Results for each partition

stored_path

Path where ModelSelector object was stored

Methods Summary

add_model_to_gridsearch(model)

Extend self.grid_search parameter grid with provided model.

create_gridsearch([n_splits, …])

Create grid_search attribute (sklearn.model_selection.GridSearchCV) based on selection criteria

get_partitions([as_dataframe])

Provide overview of partitions for which results are available

get_result_for_partition([partition])

Provide result for given partition

persist_results([folder_path, …])

Store expert files for each partition.

plot_best_wrapper_classes([title])

Plot number of selected wrapper classes that were picked as best models

plot_results([partitions, plot_from])

Plot training data and cv forecasts for each of the partition

select_model(df, target_col_name[, …])

Run cross validation on data and selects best model.

Attributes Documentation

partitions

List of partitions the model selection was ran on.

Created only after calling select_model.

Returns

List of dictionaries of partitions

Return type

list

Raises

ValueError – If select_model was not called before

results

Results for each partition

Returns

List of ModelSelectorResult objects

Return type

list

Raises

ValueError – If select_model was not called before

stored_path

Path where ModelSelector object was stored

Created only after calling persist_results.

Returns

Pathlike string to the folder containing stored ModelSelector object

Return type

str

Raises

ValueError – If presist_results was not called before

Methods Documentation

add_model_to_gridsearch(model)[source]

Extend self.grid_search parameter grid with provided model.

Adds given model or list of models to the gridsearch under ‘model’ step

Parameters

model (sklearn compatible model or list of sklearn compatible models) – model(s) to be added to provided grid search

create_gridsearch(n_splits=5, between_split_lag=None, scoring='neg_mean_absolute_error', country_code=None, holidays_days_before=0, holidays_days_after=0, holidays_bridge_days=False, sklearn_models=True, sklearn_models_optimize_for_horizon=False, autosarimax_models=False, autoarima_dict=None, prophet_models=False, tbats_models=False, exp_smooth_models=False, theta_models=False, average_ensembles=False, stacking_ensembles=False, stacking_ensembles_train_horizon=10, stacking_ensembles_train_n_splits=20, clip_predictions_lower=None, clip_predictions_upper=None, exog_cols=None, hcb_verbose=False)[source]

Create grid_search attribute (sklearn.model_selection.GridSearchCV) based on selection criteria

Parameters
  • n_splits (int) – How many cross-validation folds should be used in model selection

  • between_split_lag (int) – How big lag of observations should cv_splits have If kept as None, horizon is used resulting in non-overlaping cv_splits

  • scoring (str, callable) – String of sklearn regression metric name, or hcrystalball compatible scorer.

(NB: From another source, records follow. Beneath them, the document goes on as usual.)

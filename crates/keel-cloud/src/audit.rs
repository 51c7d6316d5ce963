//! Drift findings
//!
//! An audit run registers one or more named [`AuditAccumulator`]s in an
//! [`AuditRegistry`], which is passed to every audit operation. Resources
//! record `Configured` findings (declared but not deployed) and reconciliation
//! caches record `Deployed` findings (deployed but not declared).

use serde::{Deserialize, Serialize};
use std::collections::BTreeMap;

use crate::error::{CloudError, Result};

/// Which side of the reconciliation a finding was observed on
#[derive(Debug, Clone, Copy, PartialEq, Eq, PartialOrd, Ord, Serialize, Deserialize)]
#[serde(rename_all = "snake_case")]
pub enum AuditCategory {
    /// Declared in configuration, missing from the backend
    Configured,
    /// Present in the backend, declared nowhere
    Deployed,
}

impl std::fmt::Display for AuditCategory {
    fn fmt(&self, f: &mut std::fmt::Formatter<'_>) -> std::fmt::Result {
        match self {
            AuditCategory::Configured => write!(f, "configured"),
            AuditCategory::Deployed => write!(f, "deployed"),
        }
    }
}

#[derive(Debug, Clone, PartialEq, Eq, Serialize, Deserialize)]
pub struct AuditFinding {
    pub category: AuditCategory,
    pub message: String,
}

/// Named accumulator of drift findings
#[derive(Debug, Clone, Default, Serialize, Deserialize)]
pub struct AuditAccumulator {
    name: String,
    findings: Vec<AuditFinding>,
}

impl AuditAccumulator {
    pub fn new(name: impl Into<String>) -> Self {
        Self {
            name: name.into(),
            findings: Vec::new(),
        }
    }

    pub fn name(&self) -> &str {
        &self.name
    }

    pub fn record(&mut self, category: AuditCategory, message: impl Into<String>) {
        let message = message.into();
        tracing::debug!("Audit {}: {} {}", self.name, category, message);
        self.findings.push(AuditFinding { category, message });
    }

    pub fn findings(&self) -> &[AuditFinding] {
        &self.findings
    }

    pub fn by_category(&self, category: AuditCategory) -> Vec<&AuditFinding> {
        self.findings
            .iter()
            .filter(|f| f.category == category)
            .collect()
    }

    pub fn is_empty(&self) -> bool {
        self.findings.is_empty()
    }
}

/// Registry of accumulators keyed by id
#[derive(Debug, Default)]
pub struct AuditRegistry {
    accumulators: BTreeMap<String, AuditAccumulator>,
}

impl AuditRegistry {
    pub fn new() -> Self {
        Self::default()
    }

    /// Register an empty accumulator under `id`, replacing any previous one
    pub fn register(&mut self, id: impl Into<String>) -> &mut AuditAccumulator {
        let id = id.into();
        let accumulator = self.accumulators.entry(id.clone()).or_default();
        *accumulator = AuditAccumulator::new(id);
        accumulator
    }

    pub fn lookup(&self, id: &str) -> Option<&AuditAccumulator> {
        self.accumulators.get(id)
    }

    pub fn lookup_mut(&mut self, id: &str) -> Option<&mut AuditAccumulator> {
        self.accumulators.get_mut(id)
    }

    /// Resolve the accumulator named by the first audit option
    ///
    /// Fails with `InvalidArgument` when no id is given or the id is not
    /// registered.
    pub fn target(&mut self, flags: &[String]) -> Result<&mut AuditAccumulator> {
        let id = audit_target_id(flags)?;
        self.lookup_mut(id).ok_or_else(|| {
            CloudError::invalid_argument(format!("audit object {:?} does not exist", id))
        })
    }
}

/// The accumulator id carried by audit options
pub fn audit_target_id(flags: &[String]) -> Result<&str> {
    match flags.first().map(String::as_str) {
        Some(id) if !id.is_empty() => Ok(id),
        _ => Err(CloudError::invalid_argument(
            "no flag set to find the audit object",
        )),
    }
}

For creation of hcrystalball compatible scorer use make_ts_scorer function.

  • country_code (str) – Country code in str (e.g. ‘DE’). Used in holiday transformer. Only one of country_code_column or country_code can be set.

  • holidays_days_before (int) – Number of days before the holiday which will be taken into account (i.e. 2 means that new bool column will be created and will be True for 2 days before holidays, otherwise False)

  • holidays_days_after (int) – Number of days after the holiday which will be taken into account (i.e. 2 means that new bool column will be created and will be True for 2 days after holidays, otherwise False)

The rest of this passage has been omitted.